The radioprotective effect of olanzapine on intestinal injury via modulation of oxidative stress, NF-κB, and caspase-3 expression
摘要
Irradiation (IR)-induced intestinal injury is a common complication in abdominal and pelvic radiotherapy in neoplastic diseases. It has been found that olanzapine (OLZ), an atypical antipsychotic medication, exhibits antioxidant and anti-inflammatory, and anti-apoptotic properties at low doses. The present study aimed to investigate the radioprotective effects of OLZ against acute intestinal injury of irradiation.
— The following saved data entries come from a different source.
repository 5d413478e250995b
pub mod document;
pub mod error;
pub mod events;
pub mod selector;
pub mod snapshot;
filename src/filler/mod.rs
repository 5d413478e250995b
pub mod filler;
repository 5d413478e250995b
pub mod error;
pub mod heuristic;
pub mod inference;
pub mod mapper;
pub mod mapping_model;
pub mod parse;
pub mod prompt;
pub mod remote;
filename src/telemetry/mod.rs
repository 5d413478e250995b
pub mod logging;
pub mod redact;
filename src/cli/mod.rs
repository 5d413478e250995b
pub mod commands;
pub mod config;
use std::borrow::Cow;
use std::sync::LazyLock;

use regex::Regex;

/// PII patterns and their replacements, applied in order. Card numbers go
/// before phone and national-id patterns so a card is never half-matched.
static PII_PATTERNS: LazyLock<Vec<(Regex, &'static str)>> = LazyLock::new(|| {
    [
        (r"\b[A-Za-z0-9._%+-]+@[A-Za-z0-9.-]+\.[A-Za-z]{2,}\b", "[REDACTED_EMAIL]"),
        (r"\b\d{4}[-\s]?\d{4}[-\s]?\d{4}[-\s]?\d{4}\b", "[REDACTED_CC]"),
        (r"\b\d{3}[-.\s]?\d{3}[-.\s]?\d{4}\b", "[REDACTED_PHONE]"),
        (r"\b[A-Z]{2}\d{7,9}\b", "[REDACTED_PASSPORT]"),
        (r"\b\d{3}[-\s]?\d{2}[-\s]?\d{4}\b", "[REDACTED_SSN]"),
    ]
    .into_iter()
    .filter_map(|(pattern, replacement)| Regex::new(pattern).ok().map(|re| (re, replacement)))
    .collect()
});

/// Replace emails, card numbers, phone numbers, passport numbers and
/// national ids with fixed placeholders. Borrows when nothing matched.
pub fn redact(text: &str) -> Cow<'_, str> {
    let mut out = Cow::Borrowed(text);
    for (pattern, replacement) in PII_PATTERNS.iter() {
        if pattern.is_match(&out) {
            out = Cow::Owned(pattern.replace_all(&out, *replacement).into_owned());
        }
    }
    out
}
use serde_json::{Value, json};

use form_autofill::dom::document::{Document, NodeId};
use form_autofill::dom::selector::query_selector;

/// Wrap a `root` node in a page snapshot and load it.
pub fn page(root: Value) -> Document {
    Document::from_snapshot(&serde_json::from_value(json!({
        "url": "https://apply.example.edu/form",
        "title": "Application",
        "root": root,
    }))
    .unwrap())
    .unwrap()
}

/// Single text input labelled "Full Name" with id `name`.
pub fn full_name_page() -> Document {
    page(json!({
        "tag": "body",
        "children": [
            {"tag": "form", "children": [
                {"tag": "label", "attrs": {"for": "name"}, "children": ["Full Name"]},
                {"tag": "input", "attrs": {"id": "name", "type": "text"}}
            ]}
        ]
    }))
}

/// A small application form exercising every label and selector rule.
///
/// Fillable, in order: `#name`, `[name="email"]`, a marker-tagged phone
/// input, `#country`, `[name="statement"]`. A hidden and a submit input
/// are present but excluded.
pub fn application_form() -> Document {
    page(application_form_root())
}

pub fn application_form_root() -> Value {
    json!({
        "tag": "body",
        "children": [
            {"tag": "h1", "children": ["Apply now"]},
            {"tag": "form", "attrs": {"id": "application"}, "children": [
                {"tag": "label", "attrs": {"for": "name"}, "children": ["Full Name"]},
                {"tag": "input", "attrs": {"id": "name", "type": "text"}},

                {"tag": "label", "children": [
                    "Email   address ",
                    {"tag": "input", "attrs": {"name": "email", "type": "email"}}
                ]},

                {"tag": "span", "attrs": {"id": "phone-label"}, "children": ["Phone"]},
                {"tag": "input", "attrs": {"type": "tel", "aria-labelledby": "phone-label"}},

                {"tag": "select", "attrs": {"id": "country"}, "children": [
                    {"tag": "option", "attrs": {"value": ""}, "children": ["Choose"]},
                    {"tag": "option", "attrs": {"value": "ca"}, "children": ["Canada"]},
                    {"tag": "option", "attrs": {"value": "in"}, "children": ["India"]}
                ]},

                {"tag": "textarea", "attrs": {"name": "statement", "placeholder": "Personal statement"}},

                {"tag": "input", "attrs": {"type": "hidden", "name": "csrf", "value": "abc"}},
                {"tag": "input", "attrs": {"type": "SUBMIT", "value": "Send"}}
            ]}
        ]
    })
}

/// Same controls as [`application_form`], inside a framework-managed root.
pub fn framework_form() -> Document {
    page(json!({
        "tag": "body",
        "children": [
            {"tag": "div", "attrs": {"id": "app"}, "framework": true, "children": [
                {"tag": "label", "attrs": {"for": "name"}, "children": ["Full Name"]},
                {"tag": "input", "attrs": {"id": "name", "type": "text"}},
                {"tag": "input", "attrs": {"id": "agree", "type": "checkbox"}}
            ]}
        ]
    }))
}

pub fn student() -> Value {
    json!({
        "fullName": "Jane Doe",
        "email": "jane.doe@example.com",
        "phone": "555-010-2030",
        "country": "Canada",
        "academics": {"gpa": 3.9}
    })
}

pub fn node(doc: &Document, selector: &str) -> NodeId {
    query_selector(doc, selector)
        .unwrap()
        .unwrap_or_else(|| panic!("no element matches {}", selector))
}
In this experimental study, sixty adult male BALB/c mice (30–35 g) were split into six groups (10/group): Control, 10 mg/kg of OLZ (OLZ 10), 20 mg/kg of OLZ (OLZ 20) for 10 consecutive days, 6 Gy total body X-irradiation on the 8th day, OLZ 10 + IR, and OLZ 20 + IR. On the 11th day of the study, blood and small intestine samples were prepared for biochemical, histological, and immunohistochemistry assays. The study results indicated that irradiation decreased the survival rate, increased the weight, and activated the expression of Caspase-3 and NF-κB in the intestinal tissues. An increase in MDA levels and a decrease in GSH levels were observed in irradiated mice. OLZ was able to prolong the average survival rate of mice after IR, improve intestinal morphology, and reduce oxidative stress, apoptosis, and inflammation. We hypothesize that OLZ, with its increased survival rate, mitigates radiation-induced intestinal injury by suppressing oxidative stress, inflammation, and apoptosis, thereby protecting against epithelial damage and preventing villi and crypt shortening in the intestinal tract.